It was a shot straight down at the outset on all the indexes with at least the S&P and Dow recovering much of their losses by 2:30 p.m. only to take another shot straight down in the final hour to have the second consecutive close in the red. There are two causes – 1) After the blistering year-end rally, it’s time for profit-taking; and 2) for the second day a sudden skepticism over the likelihood of rate cuts.
This was not helped by today’s Fed minutes which, though positive, disappointed investors looking for some timing on the cuts, though admittedly it’s not the Fed’s job to announce a timetable. But the lack of such an announcement today has caused the odds of a March rate cut to plummet from last week’s 74.1% to just 67% today. Volume remains a little below average at 11.84 billion.
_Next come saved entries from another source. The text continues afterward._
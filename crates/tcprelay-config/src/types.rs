//! Configuration type definitions for the listener, relay, TCP and logging.

use std::collections::HashMap;
use std::time::Duration;

use serde::{Deserialize, Serialize};
use tcprelay_core::RelayOptions;

use crate::defaults::*;

#[derive(Debug, Clone, Serialize, Deserialize)]
pub struct Config {
    pub server: ServerConfig,
    #[serde(default)]
    pub tcp: TcpConfig,
    #[serde(default)]
    pub logging: LoggingConfig,
}

impl Config {
    /// Relay options for every connection accepted by the server.
    pub fn relay_options(&self) -> RelayOptions {
        RelayOptions::new(self.server.remote.clone())
            .connect_timeout(Duration::from_secs(self.server.connect_timeout_secs))
            .io_timeout(Duration::from_secs(self.server.io_timeout_secs))
            .buffer_size(self.server.relay_buffer_size)
            .no_delay(self.tcp.no_delay)
    }
}

#[derive(Debug, Clone, Serialize, Deserialize)]
pub struct ServerConfig {
    /// Listen address (ip:port).
    pub listen: String,
    /// Address every accepted connection is relayed to (host:port).
    pub remote: String,
    /// Timeout for establishing the outbound connection (seconds).
    #[serde(default = "default_connect_timeout_secs")]
    pub connect_timeout_secs: u64,
    /// Idle timeout applied to every read and write on both legs (seconds).
    #[serde(default = "default_io_timeout_secs")]
    pub io_timeout_secs: u64,
    /// Relay buffer size per direction (bytes).
    #[serde(default = "default_relay_buffer_size")]
    pub relay_buffer_size: usize,
    /// TCP listener backlog (pending connections queue size).
    #[serde(default = "default_connection_backlog")]
    pub connection_backlog: u32,
    /// Maximum concurrent relays (None = unlimited)
    #[serde(default)]
    pub max_connections: Option<usize>,
    /// How long active relays may drain after shutdown is requested (seconds).
    #[serde(default = "default_shutdown_timeout_secs")]
    pub shutdown_timeout_secs: u64,
}

#[derive(Debug, Clone, Serialize, Deserialize)]
pub struct TcpConfig {
    /// Disable Nagle's algorithm (TCP_NODELAY) on both legs.
    #[serde(default = "default_tcp_no_delay")]
    pub no_delay: bool,
}

impl Default for TcpConfig {
    fn default() -> Self {
        Self {
            no_delay: default_tcp_no_delay(),
        }
    }
}

#[derive(Debug, Clone, Serialize, Deserialize, Default)]
pub struct LoggingConfig {
    /// Log level (trace, debug, info, warn, error).
    pub level: Option<String>,
    /// Log format: json, pretty, or compact. Default: pretty.
    pub format: Option<String>,
    /// Output target: stdout or stderr. Default: stderr.
    pub output: Option<String>,
    /// Per-module log level filters (e.g., {"tcprelay_core": "debug"}).
    #[serde(default)]
    pub filters: HashMap<String, String>,
}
Wall St notches second lower finish as
2024 starts with profit-taking
By David
French
Wed January 3, 2024 6:38 PM
DJ: 37,715.04 +25.50 NAS: 14,765.94 -245.41 S&P: 4,742.83 -27.00 1/2
DJ: 37,430.19 -284.85 NAS: 14,592.21 -173.73 S&P: 4,704.81
-38.02 1/3
Jan 3 (Reuters) - U.S. stock indexes ended the second session of the year down again in
extended profit-taking on Wednesday after a strong finish to 2023, with minutes
from the Federal Reserve's December meeting failing to shake off the funk
hanging over markets. It was the first
time the benchmark S&P 500 index (.SPX) has started the year with two
straight declines since it kicked off 2015 with a three-session skid. It is
also its worst two-day result, on a percentage basis, since late-October. The decline contrasts with the blistering run
for all three major Wall Street benchmarks in the final two months of the year.
The S&P 500 came within striking distance of its all-time closing high last
week as signs of cooling inflation spurred investors to bet on an aggressive
rate-cutting schedule. However,
investors have been cautious so far in 2024, wary of the U.S. central bank's
expected pivot to rate cuts this year and how quickly these might be
implemented. While the Fed is widely expected to keep rates on hold in January,
traders have priced in a 67% chance of a 25 basis point rate cut in March, as
per CMEGroup's FedWatch tool.
The Fed minutes released on Wednesday offered new
insight, with policymakers appearing increasingly convinced that inflation was coming under
control, with "upside risks" diminished and growing concern
about the damage that "overly restrictive" monetary policy might do
to the economy.
Little light was shed on when rate cuts might commence though. "The market wanted to hear when and how much the Fed was going
to drop rates, and they didn't get that - even if it's not the Fed's job
to do that," said Jason Betz, private wealth advisor at Ameriprise
Financial. "What we're seeing play
out in today's selling maybe is a little bit of frustration with the perceived
lack of transparency of the Fed."
Betz noted that profit-taking from 2023's gains and recalibrations for the new
year were likely also
factors influencing traders' thinking.
Shares of rate-sensitive megacap stocks fell, with Nvidia (NVDA.O), Apple (AAPL.O) and Tesla (TSLA.O) ending down between 0.7% and 4%.
The S&P 500 (.SPX) lost 38.02 points, or 0.8%, to end at
4,704.81 points, while the Nasdaq Composite (.IXIC) lost 173.73 points, or 1.18%, to
14,592.21. The Dow Jones Industrial Average (.DJI) fell 284.85 points, or 0.76%, to
37,430.19.
Airline stocks came under pressure as a jump in oil prices, following disruption at Libya's top oilfield, raised concerns about fuel costs. The S&P 1500 passenger airlines index (.SPCOMAIR) tumbled 4%.
Higher crude prices supported the energy index (.SPNY), which advanced 1.5%, the leading gainer
among the minority of S&P sectors in positive territory. Financials (.SPSY) was among the sectors that traded lower, off 0.8%,
with Charles Schwab (SCHW.N) and Blackstone (BX.N) among those pulling down the index.
They dropped 3% and 4.6%, respectively, after Goldman Sachs downgraded the
stocks to "neutral" from "buy." However, Citigroup (C.N) gained for a second straight
day, rising 1.1% to its highest finish since mid-August 2022, as the bank
continued to benefit from a price target upgrade and an upbeat analyst report
from Wells Fargo released the previous day.
The volume on U.S. exchanges was 11.84 billion shares, compared with the 12.35 billion average over the last 20 trading days.